3. M&A valuations remain strong
RCM companies continue to command high valuations, particularly in the middle market, where competition among investors is fierce. From 2021 to 2024, the average enterprise value (EV)/revenue multiple for RCM deals reached 6.1x, significantly outpacing the 4.4x average from 2018 to 2020. The middle market — transactions under $500 million — has been particularly active, making up more than 80% of sector deals in 2024 as both private equity firms and strategic acquirers compete for companies with highly desirable qualities like recurring revenue models, scalable technology, and strong contract structures. The combination of predictable cash flows and growing demand for AI-driven automation has positioned healthcare RCM as one of the most sought-after healthcare IT investment categories.
4. Consolidation of RCM technology firms
The healthcare RCM market remains highly fragmented. This provides a strong M&A pipeline for platform acquisitions and roll-up strategies. Large healthcare IT vendors are actively acquiring RCM firms to integrate AI, automation, and risk adjustment tools into their solutions rather than building in-house capabilities. Industry leaders, such as Waystar, R1 RCM, and Epic, are expanding their product offerings in an effort to enhance revenue cycle efficiency and reduce administrative complexity. The scale of consolidation is further evident in Clayton, Dubilier & Rice and TowerBrook Capital Partners' $8.9 billion take-private acquisition of R1 RCM. This deal reinforced the attractiveness of end-to-end RCM platforms.
5. B2B healthcare RCM platforms outperforming direct-to-consumer healthcare IT
As referenced earlier, B2B healthcare RCM platforms have become the preferred investment target compared to direct-to-consumer healthcare IT. B2B healthcare IT transactions accounted for about 72% of total sector deals in 2024, reflecting a more than 24% year-over-year increase. In contrast, direct-to-consumer healthcare IT companies (e.g., telehealth providers) saw a nearly 29% decline in deal volume due to issues including market saturation and economic pressures.
Private equity and strategic acquirers are prioritizing B2B RCM vendors with qualities like high customer retention, scalable software, and mission-critical revenue cycle capabilities.
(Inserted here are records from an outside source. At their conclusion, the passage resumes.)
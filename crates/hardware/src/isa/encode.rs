//! Instruction encoder.
//!
//! Builds instruction words from an opcode and operand fields. Only the fields the
//! opcode's [`Syntax`] uses are placed; the rest of the word is zero, so decoding an
//! encoded word always yields the same opcode and operand fields.

use crate::isa::instruction::{
    IMM_MASK, OPCODE_SHIFT, Opcode, RD_SHIFT, REG_MASK, RS_SHIFT, RT_SHIFT, SEL_MASK, SHAMT_SHIFT,
    Syntax, TARGET_MASK,
};
use crate::isa::opcodes::{cop0, funct, primary, regimm};

/// Operand fields of an instruction.
#[derive(Clone, Copy, Debug, Default, PartialEq, Eq)]
pub struct Fields {
    /// First source register.
    pub rs: u8,
    /// Second source / I-type destination register.
    pub rt: u8,
    /// R-type destination register.
    pub rd: u8,
    /// Shift amount.
    pub shamt: u8,
    /// Raw 16-bit immediate or branch offset (in words).
    pub imm: u16,
    /// 26-bit jump target (word index within the 256 MiB region).
    pub target: u32,
    /// SYSCALL/BREAK code.
    pub code: u32,
    /// Coprocessor register select.
    pub sel: u8,
}

impl Fields {
    /// Returns a copy with every field the syntax ignores cleared.
    pub fn masked(self, syntax: Syntax) -> Self {
        let mut out = Self::default();
        match syntax {
            Syntax::ShiftImmediate => {
                out.rd = self.rd;
                out.rt = self.rt;
                out.shamt = self.shamt;
            }
            Syntax::ShiftVariable | Syntax::ThreeRegister => {
                out.rd = self.rd;
                out.rt = self.rt;
                out.rs = self.rs;
            }
            Syntax::JumpRegister | Syntax::MoveTo => out.rs = self.rs,
            Syntax::JumpRegisterLink => {
                out.rd = self.rd;
                out.rs = self.rs;
            }
            Syntax::SourcePair => {
                out.rs = self.rs;
                out.rt = self.rt;
            }
            Syntax::MoveFrom => out.rd = self.rd,
            Syntax::Code => out.code = self.code,
            Syntax::BranchZero => {
                out.rs = self.rs;
                out.imm = self.imm;
            }
            Syntax::BranchCompare | Syntax::Immediate | Syntax::Memory => {
                out.rs = self.rs;
                out.rt = self.rt;
                out.imm = self.imm;
            }
            Syntax::Jump => out.target = self.target,
            Syntax::UpperImmediate => {
                out.rt = self.rt;
                out.imm = self.imm;
            }
            Syntax::Coprocessor => {
                out.rt = self.rt;
                out.rd = self.rd;
                out.sel = self.sel & SEL_MASK as u8;
            }
            Syntax::Bare => {}
        }
        out
    }
}

/// Encodes an instruction.
///
/// # Arguments
///
/// * `op` - The operation.
/// * `fields` - Operand fields; fields unused by `op` are ignored.
///
/// # Returns
///
/// The 32-bit instruction word.
pub fn encode(op: Opcode, fields: Fields) -> u32 {
    let f = fields.masked(op.syntax());
    let (major, minor) = selector(op);
    let mut word = major << OPCODE_SHIFT;

    word |= (u32::from(f.rs) & REG_MASK) << RS_SHIFT;
    if major == primary::REGIMM {
        word |= minor << RT_SHIFT;
    } else {
        word |= (u32::from(f.rt) & REG_MASK) << RT_SHIFT;
    }
    word |= (u32::from(f.rd) & REG_MASK) << RD_SHIFT;
    word |= (u32::from(f.shamt) & REG_MASK) << SHAMT_SHIFT;
    word |= u32::from(f.imm) & IMM_MASK;
    word |= f.target & TARGET_MASK;
    word |= (f.code & 0xF_FFFF) << SHAMT_SHIFT;
    word |= u32::from(f.sel) & SEL_MASK;
    match major {
        primary::SPECIAL => word |= minor,
        primary::COP0 => {
            word |= minor << RS_SHIFT;
            if minor == cop0::CO {
                word |= cop0::ERET;
            }
        }
        _ => {}
    }
    word
}

/// Returns the primary opcode and the function code, REGIMM selector or COP0 `rs`
/// selector for `op`.
const fn selector(op: Opcode) -> (u32, u32) {
    match op {
        Opcode::Sll => (primary::SPECIAL, funct::SLL),
        Opcode::Srl => (primary::SPECIAL, funct::SRL),
        Opcode::Sra => (primary::SPECIAL, funct::SRA),
        Opcode::Sllv => (primary::SPECIAL, funct::SLLV),
        Opcode::Srlv => (primary::SPECIAL, funct::SRLV),
        Opcode::Srav => (primary::SPECIAL, funct::SRAV),
        Opcode::Jr => (primary::SPECIAL, funct::JR),
        Opcode::Jalr => (primary::SPECIAL, funct::JALR),
        Opcode::Movz => (primary::SPECIAL, funct::MOVZ),
        Opcode::Movn => (primary::SPECIAL, funct::MOVN),
        Opcode::Syscall => (primary::SPECIAL, funct::SYSCALL),
        Opcode::Break => (primary::SPECIAL, funct::BREAK),
        Opcode::Mfhi => (primary::SPECIAL, funct::MFHI),
        Opcode::Mthi => (primary::SPECIAL, funct::MTHI),
        Opcode::Mflo => (primary::SPECIAL, funct::MFLO),
        Opcode::Mtlo => (primary::SPECIAL, funct::MTLO),
        Opcode::Mult => (primary::SPECIAL, funct::MULT),
        Opcode::Multu => (primary::SPECIAL, funct::MULTU),
        Opcode::Div => (primary::SPECIAL, funct::DIV),
        Opcode::Divu => (primary::SPECIAL, funct::DIVU),
        Opcode::Add => (primary::SPECIAL, funct::ADD),
        Opcode::Addu => (primary::SPECIAL, funct::ADDU),
        Opcode::Sub => (primary::SPECIAL, funct::SUB),
        Opcode::Subu => (primary::SPECIAL, funct::SUBU),
        Opcode::And => (primary::SPECIAL, funct::AND),
        Opcode::Or => (primary::SPECIAL, funct::OR),
        Opcode::Xor => (primary::SPECIAL, funct::XOR),
        Opcode::Nor => (primary::SPECIAL, funct::NOR),
        Opcode::Slt => (primary::SPECIAL, funct::SLT),
        Opcode::Sltu => (primary::SPECIAL, funct::SLTU),
        Opcode::Tge => (primary::SPECIAL, funct::TGE),
        Opcode::Tgeu => (primary::SPECIAL, funct::TGEU),
        Opcode::Tlt => (primary::SPECIAL, funct::TLT),
        Opcode::Tltu => (primary::SPECIAL, funct::TLTU),
        Opcode::Teq => (primary::SPECIAL, funct::TEQ),
        Opcode::Tne => (primary::SPECIAL, funct::TNE),
        Opcode::Bltz => (primary::REGIMM, regimm::BLTZ),
        Opcode::Bgez => (primary::REGIMM, regimm::BGEZ),
        Opcode::Bltzal => (primary::REGIMM, regimm::BLTZAL),
        Opcode::Bgezal => (primary::REGIMM, regimm::BGEZAL),
        Opcode::J => (primary::J, 0),
        Opcode::Jal => (primary::JAL, 0),
        Opcode::Beq => (primary::BEQ, 0),
        Opcode::Bne => (primary::BNE, 0),
        Opcode::Blez => (primary::BLEZ, 0),
        Opcode::Bgtz => (primary::BGTZ, 0),
        Opcode::Addi => (primary::ADDI, 0),
        Opcode::Addiu => (primary::ADDIU, 0),
        Opcode::Slti => (primary::SLTI, 0),
        Opcode::Sltiu => (primary::SLTIU, 0),
        Opcode::Andi => (primary::ANDI, 0),
        Opcode::Ori => (primary::ORI, 0),
        Opcode::Xori => (primary::XORI, 0),
        Opcode::Lui => (primary::LUI, 0),
        Opcode::Lb => (primary::LB, 0),
        Opcode::Lh => (primary::LH, 0),
        Opcode::Lwl => (primary::LWL, 0),
        Opcode::Lw => (primary::LW, 0),
        Opcode::Lbu => (primary::LBU, 0),
        Opcode::Lhu => (primary::LHU, 0),
        Opcode::Lwr => (primary::LWR, 0),
        Opcode::Sb => (primary::SB, 0),
        Opcode::Sh => (primary::SH, 0),
        Opcode::Swl => (primary::SWL, 0),
        Opcode::Sw => (primary::SW, 0),
        Opcode::Swr => (primary::SWR, 0),
        Opcode::Mfc0 => (primary::COP0, cop0::MF),
        Opcode::Mtc0 => (primary::COP0, cop0::MT),
        Opcode::Eret => (primary::COP0, cop0::CO),
    }
}

/// Reads the operand fields back out of an encoded word, masked to the opcode's syntax.
pub fn fields_of(op: Opcode, word: u32) -> Fields {
    use crate::isa::instruction::InstructionBits;
    Fields {
        rs: word.rs(),
        rt: word.rt(),
        rd: word.rd(),
        shamt: word.shamt(),
        imm: word.imm16(),
        target: word.target26(),
        code: word.code20(),
        sel: word.sel(),
    }
    .masked(op.syntax())
}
The shift toward enterprise-focused, technology-driven revenue cycle solutions reflects broader trends in healthcare IT, where automation, interoperability, and financial optimization are paramount.
Now let's look at five areas healthcare RCM business owners should focus on if they are planning for or considering a sale of their company this year.
1. Strengthening recurring revenue and contract stability
Buyers, especially private equity firms and strategic acquirers, prioritize healthcare RCM businesses with predictable, recurring revenue streams and long-term client contracts. Owners should work to secure multi-year contracts with providers, payers, and health systems as this will help demonstrate revenue stability. Reducing customer churn and increasing contract renewal rates will enhance valuation and make the business even more attractive to investors. In addition, implementing tiered pricing models, value-based pricing, and/or bundled service agreements can further solidify revenue predictability and enhance the appeal of the company.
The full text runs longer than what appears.